2級FP 2016年9月 問題57

問題 57
宅地および宅地の上に存する権利(定期借地権等を除く)の相続税評価額に関する次の記述のうち、最も適切なものはどれか。なお、評価の対象となる宅地は、借地権の取引慣行のある地域にあるものとする。

  1. アスファルト舗装した青空貸駐車場の用に供している土地の価額は、貸宅地としての価額により評価する。

    [解答解説] ×
    不適切である。
    土地の本来の使用方法は、土地の上に建物を建てることであり、自動車を保管するための場所(駐車場)としての契約は、土地に及ぶものではない。つまり、駐車場と土地は無関係なので、土地は自用地(のまま)となる。

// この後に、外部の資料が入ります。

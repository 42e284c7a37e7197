//! Servicio de coches en memoria para los tests de controladores

#![allow(dead_code)]

use std::collections::HashMap;
use std::sync::atomic::{AtomicUsize, Ordering};
use std::sync::Mutex;

use async_trait::async_trait;
use reqwest::StatusCode;

use car_registry::models::car::{Car, NewCar};
use car_registry::models::scope::ScopeKey;
use car_registry::services::car_service::CarService;
use car_registry::utils::errors::{ApiError, ApiOperation, ApiResult};

#[derive(Default)]
pub struct FakeCarService {
    cars: Mutex<HashMap<String, Vec<Car>>>,
    next_id: AtomicUsize,
    list_calls: AtomicUsize,
    fail_list: Mutex<Option<String>>,
    fail_get: Mutex<Option<String>>,
}

impl FakeCarService {
    pub fn new() -> Self {
        Self {
            next_id: AtomicUsize::new(1),
            ..Default::default()
        }
    }

    pub fn with_cars(scope: &str, cars: Vec<Car>) -> Self {
        let service = Self::new();
        let max_id = cars.iter().map(|c| c.id).max().unwrap_or(0);
        service.next_id.store(max_id as usize + 1, Ordering::SeqCst);
        service.cars.lock().unwrap().insert(scope.to_string(), cars);
        service
    }

    pub fn list_calls(&self) -> usize {
        self.list_calls.load(Ordering::SeqCst)
    }

    pub fn stored(&self, scope: &str) -> Vec<Car> {
        self.cars.lock().unwrap().get(scope).cloned().unwrap_or_default()
    }

    pub fn fail_list_with(&self, message: &str) {
        *self.fail_list.lock().unwrap() = Some(message.to_string());
    }

    /// Hace que `get_by_id` falle con un cuerpo de error sin `message`
    pub fn fail_get(&self) {
        *self.fail_get.lock().unwrap() = Some(String::new());
    }

    /// Quitar un coche sin pasar por el servicio (otro usuario lo borró)
    pub fn remove(&self, scope: &str, id: i64) {
        if let Some(cars) = self.cars.lock().unwrap().get_mut(scope) {
            cars.retain(|c| c.id != id);
        }
    }

    fn not_found(operation: ApiOperation, id: i64) -> ApiError {
        ApiError::from_server(
            operation,
            StatusCode::NOT_FOUND,
            Some(format!("Car with id {} not found", id)),
        )
    }
}

#[async_trait]
impl CarService for FakeCarService {
    async fn list_all(&self, scope: &ScopeKey) -> ApiResult<Vec<Car>> {
        self.list_calls.fetch_add(1, Ordering::SeqCst);
        if let Some(message) = self.fail_list.lock().unwrap().clone() {
            return Err(ApiError::from_server(
                ApiOperation::ListCars,
                StatusCode::INTERNAL_SERVER_ERROR,
                Some(message),
            ));
        }
        Ok(self.stored(scope.as_str()))
    }

    async fn get_by_id(&self, scope: &ScopeKey, id: i64) -> ApiResult<Option<Car>> {
        if let Some(message) = self.fail_get.lock().unwrap().clone() {
            return Err(ApiError::from_server(
                ApiOperation::GetCar,
                StatusCode::BAD_GATEWAY,
                Some(message),
            ));
        }
        Ok(self.stored(scope.as_str()).into_iter().find(|c| c.id == id))
    }

    async fn create(&self, scope: &ScopeKey, car: &NewCar) -> ApiResult<Car> {
        let id = self.next_id.fetch_add(1, Ordering::SeqCst) as i64;
        let created = car.clone().with_id(id);
        self.cars
            .lock()
            .unwrap()
            .entry(scope.to_string())
            .or_default()
            .push(created.clone());
        Ok(created)
    }

    async fn update(&self, scope: &ScopeKey, car: &Car) -> ApiResult<Car> {
        let mut cars = self.cars.lock().unwrap();
        let slot = cars
            .get_mut(scope.as_str())
            .and_then(|list| list.iter_mut().find(|c| c.id == car.id))
            .ok_or_else(|| Self::not_found(ApiOperation::UpdateCar, car.id))?;
        *slot = car.clone();
        Ok(car.clone())
    }

    async fn delete_by_id(&self, scope: &ScopeKey, id: i64) -> ApiResult<()> {
        let mut cars = self.cars.lock().unwrap();
        let list = cars.entry(scope.to_string()).or_default();
        let before = list.len();
        list.retain(|c| c.id != id);
        if list.len() == before {
            return Err(Self::not_found(ApiOperation::DeleteCar, id));
        }
        Ok(())
    }
}

pub fn scope(code: &str) -> ScopeKey {
    ScopeKey::new(code).unwrap()
}

pub fn car(id: i64, brand: &str, model: &str) -> Car {
    Car {
        id,
        brand: brand.to_string(),
        model: model.to_string(),
        fuel_use: 6.5,
        owner: "John Smith".to_string(),
        day_of_commission: "2023-05-10".to_string(),
        electric: false,
    }
}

  2. 借地権の価額は、「自用地評価額×借地権割合」の算式により計算した金額により評価する。

    [解答解説] ◯
    適切である。
    土地の所有者Aさん(借地権設定者)から借りた土地の上に、Bさんが自分の建物を建てる場合のBさん(借地権者)の権利が借地権である。一方、Aさんの土地に対する評価は、「自用地評価額×(1-借地権割合)」(貸宅地)である。土地が1億円で、借地権割合が70%の場合、Bさんの評価分が7000万円、Aさんの評価分が3000万円である。Aさんは土地を貸すことで、1億円の価値の土地を3000万円に評価減することができる。

  3. 貸宅地の価額は、「自用地評価額×(1-借地権割合×借家権割合×賃貸割合)」の算式により計算した金額により評価する。

    [解答解説] ×
    不適切である。
    貸宅地は、選択肢2の解説にあるBさんの評価である。「自用地評価額×(1-借地権割合×借家権割合×賃貸割合)」は、貸家建付地の評価である。これは、Aさんが自分で建物を建て、貸している場合となる。

  4. 貸家建付借地権の価額は、「(自用地評価額×借地権割合)-(自用地評価額×借家権割合×賃貸割合)」の算式により計算した金額により評価する。

    [解答解説] ×
    不適切である。
    貸家建付借地権の価額は、「自用地評価額×借地権割合✕(1-借家権割合×賃貸割合)」の算式である。選択肢に合わせると、「(自用地評価額×借地権割合)-(自用地評価額×借地権割合×借家権割合×賃貸割合)」となる。